Background information
- Born: Russell Craig Mael October 5, 1948 (age 77) Los Angeles, California, U.S.
- Origin: Pacific Palisades, Los Angeles, U.S.
- Genres: Art pop; art rock; glam rock; electronic; synth-pop; new wave;
- Occupation: Singer
- Years active: 1965–present
- Labels: Lil' Beethoven; Island; Atlantic; Bearsville; Warner Bros.; Curb; Virgin; Underdog; Carrere; CBS; Elektra; RCA; Roadrunner; Domino; Transgressive;
- Member of: Sparks
- Formerly of: FFS
- Website: allsparks.com

= Russell Mael =

American musician and co-founder of the band Sparks

Russell Craig Mael (born October 5, 1948) is an American singer best known as the lead vocalist for the pop and rock duo Sparks, which he formed in 1971 with his elder brother Ron Mael. Mael is known for his wide vocal range, in particular his far-reaching falsetto. He has a flamboyant and hyperactive stage presence which contrasts sharply with Ron Mael's impassive demeanour. The duo released an album with Scottish rock band Franz Ferdinand, as the supergroup FFS, titled FFS, released in 2015. The Mael brothers are the founders of Lil' Beethoven Records.

== Early life ==
Russell Craig Mael was born on October 5, 1948, in Los Angeles, California. The Mael brothers grew up in Pacific Palisades – a relatively affluent beach neighborhood of Los Angeles – with their father Meyer, who was a graphic designer and caricaturist for the Hollywood Citizen-News, and their mother, Miriam (née Moskowitz), a librarian. Both Meyer and Miriam were the children of Jewish immigrants, Meyer of Austrian and Russian descent and Miriam Polish; despite this, a source affiliated with the brothers' 2021 documentary stated that they "weren't raised, nor do they identify as, Jewish", and the documentary does not mention their Jewish heritage. Even though he played soccer and lacrosse all throughout high school, much of his inspiration came from his father taking him to the cinema as a child, where he developed an interest in film, visual arts and narrative. Meyer died when Russell was 8.

After graduating from Palisades High School, both brothers enrolled at UCLA; Ron began a course in cinema and graphic arts in 1963 while Russell studied theatre arts and filmmaking during 1966–1968.

== Sparks ==

Mael is known for his wide countertenor vocal range, and his most notable vocal trait is a far-reaching falsetto. An NME review described Russell's vocal range as a "stratospheric blend of Marc Bolan and Tiny Tim".

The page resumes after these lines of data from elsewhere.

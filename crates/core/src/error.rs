//! Error types for deck building.

use thiserror::Error;

/// Result type alias using our Error type.
pub type Result<T> = std::result::Result<T, Error>;

/// Errors that can occur while turning a document into a slide deck.
#[derive(Error, Debug)]
pub enum Error {
    /// Failed to open or read the source document.
    #[error("Failed to read file: {0}")]
    IoError(#[from] std::io::Error),

    /// The source format is not supported or could not be detected.
    #[error("Unsupported or unrecognized source format: {0}")]
    UnsupportedFormat(String),

    /// A configuration value is out of range or could not be loaded.
    #[error("Invalid configuration: {0}")]
    InvalidConfig(String),

    /// A bounded deck did not come out at its target length.
    ///
    /// This is an internal invariant failure; the deck must not be handed on.
    #[error("Unexpected slide count: {actual} (expected {expected})")]
    DeckLengthMismatch { expected: usize, actual: usize },
}
//! Markdown input adapter for slide deck building.
//!
//! Reads `## ` lines as sections and `### ` lines as subsections; every other
//! line becomes a raw fragment for the consolidator.

pub mod parser;

pub use parser::MarkdownParser;
//! WASM-compatible wrapper for slide deck building.
//!
//! This crate exposes deck building to JavaScript for use in Cloudflare
//! Workers.

use deck_core::{DeckAssembler, OutlineFormatter, Policy, Slide, SourceFormat};
use deck_html::HtmlParser;
use deck_markdown::MarkdownParser;
use serde::{Deserialize, Serialize};
use wasm_bindgen::prelude::*;

#[wasm_bindgen(start)]
pub fn init() {
    // Set up better panic messages in the console
    #[cfg(feature = "console_error_panic_hook")]
    console_error_panic_hook::set_once();
}

/// Result of building a deck.
#[derive(Debug, Serialize, Deserialize)]
pub struct DeckResult {
    /// Detected format of the source document.
    pub format: String,
    /// Number of sections found in the source.
    pub section_count: usize,
    /// The assembled slides.
    pub slides: Vec<Slide>,
}

/// Build a slide deck from a Markdown or HTML report.
///
/// # Arguments
/// * `source` - The report text
/// * `filename` - The original filename (used for format detection)
/// * `target` - Exact deck length; omit for one slide group per section
///
/// # Returns
/// A JavaScript object with the deck, or throws on error.
#[wasm_bindgen]
pub fn build_deck(source: &str, filename: &str, target: Option<usize>) -> Result<JsValue, JsValue> {
    let result = build_deck_impl(source, filename, target).map_err(|e| JsValue::from_str(&e))?;

    serde_wasm_bindgen::to_value(&result)
        .map_err(|e| JsValue::from_str(&format!("Serialization error: {}", e)))
}

fn build_deck_impl(source: &str, filename: &str, target: Option<usize>) -> Result<DeckResult, String> {
    let format = filename
        .rsplit_once('.')
        .and_then(|(_, ext)| SourceFormat::from_extension(ext))
        .or_else(|| SourceFormat::from_content(source))
        .ok_or_else(|| "Could not detect source format".to_string())?;

    let document = match format {
        SourceFormat::Markdown => MarkdownParser::new().parse_str(source),
        SourceFormat::Html => HtmlParser::new().parse_str(source),
    };

    let policy = match target {
        Some(target) => Policy::Bounded { target },
        None => Policy::Unbounded,
    };
    let slides = DeckAssembler::default()
        .assemble(&document, policy)
        .map_err(|e| format!("Deck assembly error: {}", e))?;

    Ok(DeckResult {
        format: format.as_str().to_string(),
        section_count: document.sections.len(),
        slides,
    })
}

/// Render slides as a plain-text outline.
///
/// # Arguments
/// * `slides` - Array of slide objects as returned by `build_deck`
#[wasm_bindgen]
pub fn format_outline(slides: JsValue) -> Result<String, JsValue> {
    let slides: Vec<Slide> = serde_wasm_bindgen::from_value(slides)
        .map_err(|e| JsValue::from_str(&format!("Invalid slides array: {}", e)))?;

    Ok(OutlineFormatter::new().format_with_newline(&slides))
}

He has recorded 26 studio albums with his duo, Sparks. The duo has a cult following around the world and are best known for the song "This Town Ain't Big Enough for Both of Us", which reached No. 2 on the UK singles chart.

The pair appeared as themselves in the disaster-suspense film Rollercoaster (1977), performing live. They also appeared in episode 22 of season 6 of Gilmore Girls. Mael appeared in a cameo as a gallows singer in the Western black comedy film Damsel (2018), and both he and Ron appear as themselves in Annette (2021), a musical romantic drama film directed by French director Leos Carax that they wrote and composed.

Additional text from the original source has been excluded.